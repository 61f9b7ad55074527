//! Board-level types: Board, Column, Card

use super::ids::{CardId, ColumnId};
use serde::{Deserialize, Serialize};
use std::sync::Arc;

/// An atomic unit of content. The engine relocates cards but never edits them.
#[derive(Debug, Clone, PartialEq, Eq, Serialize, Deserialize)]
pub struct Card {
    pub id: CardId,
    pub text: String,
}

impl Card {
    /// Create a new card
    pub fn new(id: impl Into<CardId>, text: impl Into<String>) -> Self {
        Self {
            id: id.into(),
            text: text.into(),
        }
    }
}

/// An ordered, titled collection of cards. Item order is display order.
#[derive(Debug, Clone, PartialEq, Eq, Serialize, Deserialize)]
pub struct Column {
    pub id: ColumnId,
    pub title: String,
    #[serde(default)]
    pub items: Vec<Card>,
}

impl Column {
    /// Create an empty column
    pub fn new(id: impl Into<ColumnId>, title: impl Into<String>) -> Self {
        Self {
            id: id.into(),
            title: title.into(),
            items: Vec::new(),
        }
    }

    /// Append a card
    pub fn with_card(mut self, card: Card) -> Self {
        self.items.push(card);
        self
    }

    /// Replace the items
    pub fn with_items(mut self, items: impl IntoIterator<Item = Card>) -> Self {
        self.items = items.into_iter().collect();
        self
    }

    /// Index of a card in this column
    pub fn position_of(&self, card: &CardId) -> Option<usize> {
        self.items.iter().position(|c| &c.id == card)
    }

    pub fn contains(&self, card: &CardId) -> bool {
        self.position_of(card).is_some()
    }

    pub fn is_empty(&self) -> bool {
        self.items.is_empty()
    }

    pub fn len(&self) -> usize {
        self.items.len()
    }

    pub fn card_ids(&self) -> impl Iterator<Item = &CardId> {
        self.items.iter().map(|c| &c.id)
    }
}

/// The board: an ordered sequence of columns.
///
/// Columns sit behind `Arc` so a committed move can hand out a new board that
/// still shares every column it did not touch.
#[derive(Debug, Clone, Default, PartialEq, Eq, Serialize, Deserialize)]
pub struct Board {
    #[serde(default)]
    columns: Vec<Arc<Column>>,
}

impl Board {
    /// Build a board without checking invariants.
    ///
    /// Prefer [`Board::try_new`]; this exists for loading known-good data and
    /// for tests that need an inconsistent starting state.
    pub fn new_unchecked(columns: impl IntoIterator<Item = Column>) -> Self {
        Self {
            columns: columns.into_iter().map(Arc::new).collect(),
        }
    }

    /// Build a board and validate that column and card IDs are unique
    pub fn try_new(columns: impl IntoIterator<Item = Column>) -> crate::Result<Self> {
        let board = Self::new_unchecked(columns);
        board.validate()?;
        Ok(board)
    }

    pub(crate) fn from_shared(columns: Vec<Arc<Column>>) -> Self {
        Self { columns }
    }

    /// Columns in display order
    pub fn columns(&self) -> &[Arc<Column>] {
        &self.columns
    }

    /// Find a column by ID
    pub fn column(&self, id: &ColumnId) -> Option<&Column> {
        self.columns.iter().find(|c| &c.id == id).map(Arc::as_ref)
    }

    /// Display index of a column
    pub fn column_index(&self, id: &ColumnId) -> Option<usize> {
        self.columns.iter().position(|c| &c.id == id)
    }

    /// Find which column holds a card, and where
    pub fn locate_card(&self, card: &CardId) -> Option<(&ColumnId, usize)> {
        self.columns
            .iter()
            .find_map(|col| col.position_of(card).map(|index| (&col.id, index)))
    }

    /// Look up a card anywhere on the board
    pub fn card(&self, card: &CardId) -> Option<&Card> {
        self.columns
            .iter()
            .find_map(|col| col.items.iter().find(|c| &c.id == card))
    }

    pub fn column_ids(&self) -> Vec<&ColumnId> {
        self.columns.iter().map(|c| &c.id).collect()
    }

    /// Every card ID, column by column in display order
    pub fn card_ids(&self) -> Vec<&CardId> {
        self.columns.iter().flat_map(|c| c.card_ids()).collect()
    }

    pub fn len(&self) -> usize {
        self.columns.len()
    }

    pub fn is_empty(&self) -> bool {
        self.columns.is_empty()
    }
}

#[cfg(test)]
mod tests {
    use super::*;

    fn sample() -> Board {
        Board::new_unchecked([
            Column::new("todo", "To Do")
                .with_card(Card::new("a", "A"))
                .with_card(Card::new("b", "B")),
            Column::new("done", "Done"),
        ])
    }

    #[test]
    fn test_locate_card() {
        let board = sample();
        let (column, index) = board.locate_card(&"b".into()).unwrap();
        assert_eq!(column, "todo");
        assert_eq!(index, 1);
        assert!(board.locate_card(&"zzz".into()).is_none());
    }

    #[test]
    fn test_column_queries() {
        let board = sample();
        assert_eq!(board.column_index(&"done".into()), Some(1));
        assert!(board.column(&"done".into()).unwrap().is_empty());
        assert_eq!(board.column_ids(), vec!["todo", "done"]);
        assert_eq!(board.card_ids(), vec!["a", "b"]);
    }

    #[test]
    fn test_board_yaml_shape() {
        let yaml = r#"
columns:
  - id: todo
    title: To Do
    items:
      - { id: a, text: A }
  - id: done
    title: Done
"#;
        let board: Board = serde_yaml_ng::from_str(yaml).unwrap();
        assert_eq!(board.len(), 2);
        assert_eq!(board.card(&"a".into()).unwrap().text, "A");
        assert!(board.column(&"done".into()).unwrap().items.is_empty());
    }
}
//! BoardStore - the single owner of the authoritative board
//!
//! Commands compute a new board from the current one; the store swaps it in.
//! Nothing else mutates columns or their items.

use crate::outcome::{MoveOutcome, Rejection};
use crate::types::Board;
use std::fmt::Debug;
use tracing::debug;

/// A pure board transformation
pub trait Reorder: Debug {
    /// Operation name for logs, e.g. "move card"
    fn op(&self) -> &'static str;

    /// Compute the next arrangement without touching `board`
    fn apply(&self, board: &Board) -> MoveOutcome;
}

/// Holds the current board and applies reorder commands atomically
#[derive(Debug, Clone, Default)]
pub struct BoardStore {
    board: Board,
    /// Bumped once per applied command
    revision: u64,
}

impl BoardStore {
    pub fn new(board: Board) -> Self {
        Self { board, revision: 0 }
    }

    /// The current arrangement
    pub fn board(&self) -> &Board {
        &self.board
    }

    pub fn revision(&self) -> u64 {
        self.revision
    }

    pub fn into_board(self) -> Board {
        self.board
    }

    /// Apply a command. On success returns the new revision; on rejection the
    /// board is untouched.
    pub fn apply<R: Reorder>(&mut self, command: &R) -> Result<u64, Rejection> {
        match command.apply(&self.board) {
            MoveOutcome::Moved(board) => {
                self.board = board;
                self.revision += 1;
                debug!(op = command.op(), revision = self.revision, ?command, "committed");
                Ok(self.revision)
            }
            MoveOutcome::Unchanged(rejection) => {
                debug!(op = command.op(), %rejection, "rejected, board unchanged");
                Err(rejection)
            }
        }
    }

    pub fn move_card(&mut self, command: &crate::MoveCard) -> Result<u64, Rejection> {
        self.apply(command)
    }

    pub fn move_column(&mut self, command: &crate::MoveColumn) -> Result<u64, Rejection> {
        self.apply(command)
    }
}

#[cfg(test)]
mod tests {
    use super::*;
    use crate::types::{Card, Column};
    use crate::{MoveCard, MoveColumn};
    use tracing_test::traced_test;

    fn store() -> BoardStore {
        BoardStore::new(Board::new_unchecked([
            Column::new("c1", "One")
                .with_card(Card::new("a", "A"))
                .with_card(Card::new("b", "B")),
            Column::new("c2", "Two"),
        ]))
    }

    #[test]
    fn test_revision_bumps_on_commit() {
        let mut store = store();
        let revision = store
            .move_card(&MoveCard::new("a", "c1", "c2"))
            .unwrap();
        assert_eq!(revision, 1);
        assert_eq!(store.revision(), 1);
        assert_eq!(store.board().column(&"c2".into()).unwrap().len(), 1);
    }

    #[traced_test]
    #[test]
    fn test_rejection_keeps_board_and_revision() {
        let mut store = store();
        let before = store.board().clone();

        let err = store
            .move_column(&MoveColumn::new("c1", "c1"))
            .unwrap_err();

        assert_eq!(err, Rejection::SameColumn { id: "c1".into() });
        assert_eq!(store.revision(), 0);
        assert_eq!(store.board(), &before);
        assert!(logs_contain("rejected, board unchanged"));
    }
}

**ASSIGNED TASK**
In the entries above, find every line holding the word "struct" and copy it out.

**EXERCISE ANSWER**
pub struct Card {
pub struct Column {
pub struct Board {
pub struct BoardStore {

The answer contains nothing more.